Tech News Articles

FCC's RoboCall plan and how phone providers will protect the consumer

We are increasingly being inundated on a daily basis by telemarketers and spammers on our land lines and on our mobile phones. These phone calls can appear to be from your local area or calls from those impersonating an IRS agent whose purpose may be to steal your IRS refund. This deceptive and sometimes malicious practice of disguising the calling number via Caller ID is known as spoofing.

iPhones and Android phones do come with built-in blocking features for specific calls and some carriers offer free or for pay blocking tools that go a step further, but FCC Chairman, Ajit Pai, would like to see all phone companies block these robocalls for free. Telephone service providers would be required to disclose to the consumer what calls are being blocked and an option to opt out should they choose to do so. Many argue that this should be made a requirement by the FCC and not left up to the carriers to decide whether to charge for these services or to offer them for free.

Pai would like phone carriers to adopt an authentication system called SHAKEN (Secure Handling of Asserted Information Using Tokens) and STIR (Secure Telephony Identity Revisited) which uses digital certificates based on common public key cryptography techniques, which can differentiate between legitimate phone calls and spoofed ones to ensure the caller’s phone number is secure. Each telephone service provider would obtain their certificate from a certificate authority trusted by other telephone service providers.
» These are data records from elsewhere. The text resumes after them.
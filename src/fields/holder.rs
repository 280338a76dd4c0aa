//! The field holder capability

use crate::domain::{Color, ContainerId};
use crate::error::FieldError;

use super::field::{Field, FieldChanged};
use super::value::{FieldType, FieldValue};

/// Anything exposing a `FieldType -> Field` mapping.
pub trait FieldHolder {
    /// Field types this holder exposes, in a stable order
    fn field_types(&self) -> Vec<FieldType>;

    fn field(&self, field_type: FieldType) -> Option<&Field>;

    /// Write a value. Fails with `Unsupported` when the holder has no
    /// such field and `DomainMismatch` when the value doesn't fit.
    fn set_field_value(
        &mut self,
        field_type: FieldType,
        value: FieldValue,
    ) -> Result<Option<FieldChanged>, FieldError>;

    fn has_field(&self, field_type: FieldType) -> bool {
        self.field(field_type).is_some()
    }

    fn field_value(&self, field_type: FieldType) -> Option<&FieldValue> {
        self.field(field_type).map(Field::value)
    }

    /// Value with the static default applied when missing or unset
    fn value_or_default(&self, field_type: FieldType) -> FieldValue {
        self.field(field_type)
            .map(Field::value_or_default)
            .unwrap_or_else(|| field_type.default_value())
    }

    fn int_value(&self, field_type: FieldType) -> i32 {
        self.value_or_default(field_type).as_int().unwrap_or_default()
    }

    fn bool_value(&self, field_type: FieldType) -> bool {
        self.value_or_default(field_type)
            .as_bool()
            .unwrap_or_default()
    }

    fn f64_value(&self, field_type: FieldType) -> f64 {
        self.value_or_default(field_type).as_f64().unwrap_or_default()
    }

    fn color_value(&self, field_type: FieldType) -> Color {
        self.value_or_default(field_type)
            .as_color()
            .unwrap_or(Color::TRANSPARENT)
    }
}

/// Resolves element ids to holders, so field edits can be applied
/// without the editor owning the elements.
pub trait FieldHolderStore {
    fn holder(&self, id: ContainerId) -> Option<&dyn FieldHolder>;

    fn holder_mut(&mut self, id: ContainerId) -> Option<&mut dyn FieldHolder>;
}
Implementation of SHAKEN and STIR may allow unsigned calls to ring, but be marked as unverified. But implementation of this system would only work well if all carriers adopted this specific authentication. SHAKEN and STIR and can only verify Caller ID on a phone call when both carriers, sending and receiving, have deployed this technology. Thus far, T-Mobile, Verizon, Comcast, Bandwidth.com, Google and Cox have committed to call blocking features based on SHAKEN and STIR. (See responses to Pai from phone providers here.) Phone providers who do not have plans in place for an authentication network are CenturyLink, Charter, Frontier, Sprint, TDS Telecom, US Cellular, and Vonage. Some people are concerned they will not receive a call they may want, but the analytics used are directed at detecting spam callers and robocall patterns, and there would be flexibility for the user to decide what to block or the ability to opt out altogether. Another option may be the ability for the user to allow calls from their contact list, essentially adding them to a “white list.”

The FCC will vote on two robocall items on June 6th, the first item would allow phone companies to block robocalls by default using methods to analyze every call.

The following are details on the proposal provided by the FCC:

  • Voice service providers may offer opt-out call-blocking programs based on any reasonable analytics designed to identify unwanted calls and will have flexibility on how to dispose of those calls, such as sending straight to voicemail, alerting the customer of a robocall, or blocking the call altogether.
  • Providers should clearly disclose to consumers what types of calls may be blocked.
  • Voice service providers must provide sufficient information so that consumers can remain in the program or opt out.
  • Call blocking should not in any way interfere with our country’s emergency communications systems.

The second item, which may take a few months to finalize, is a Notice of Proposed Rulemaking (NPRM) which asks for public input and which is necessary before the FCC will consider implementing the new rules. The NPRM proposes a legal safe harbor for carriers that block calls that aren’t signed up under SHAKEN and STIR frameworks.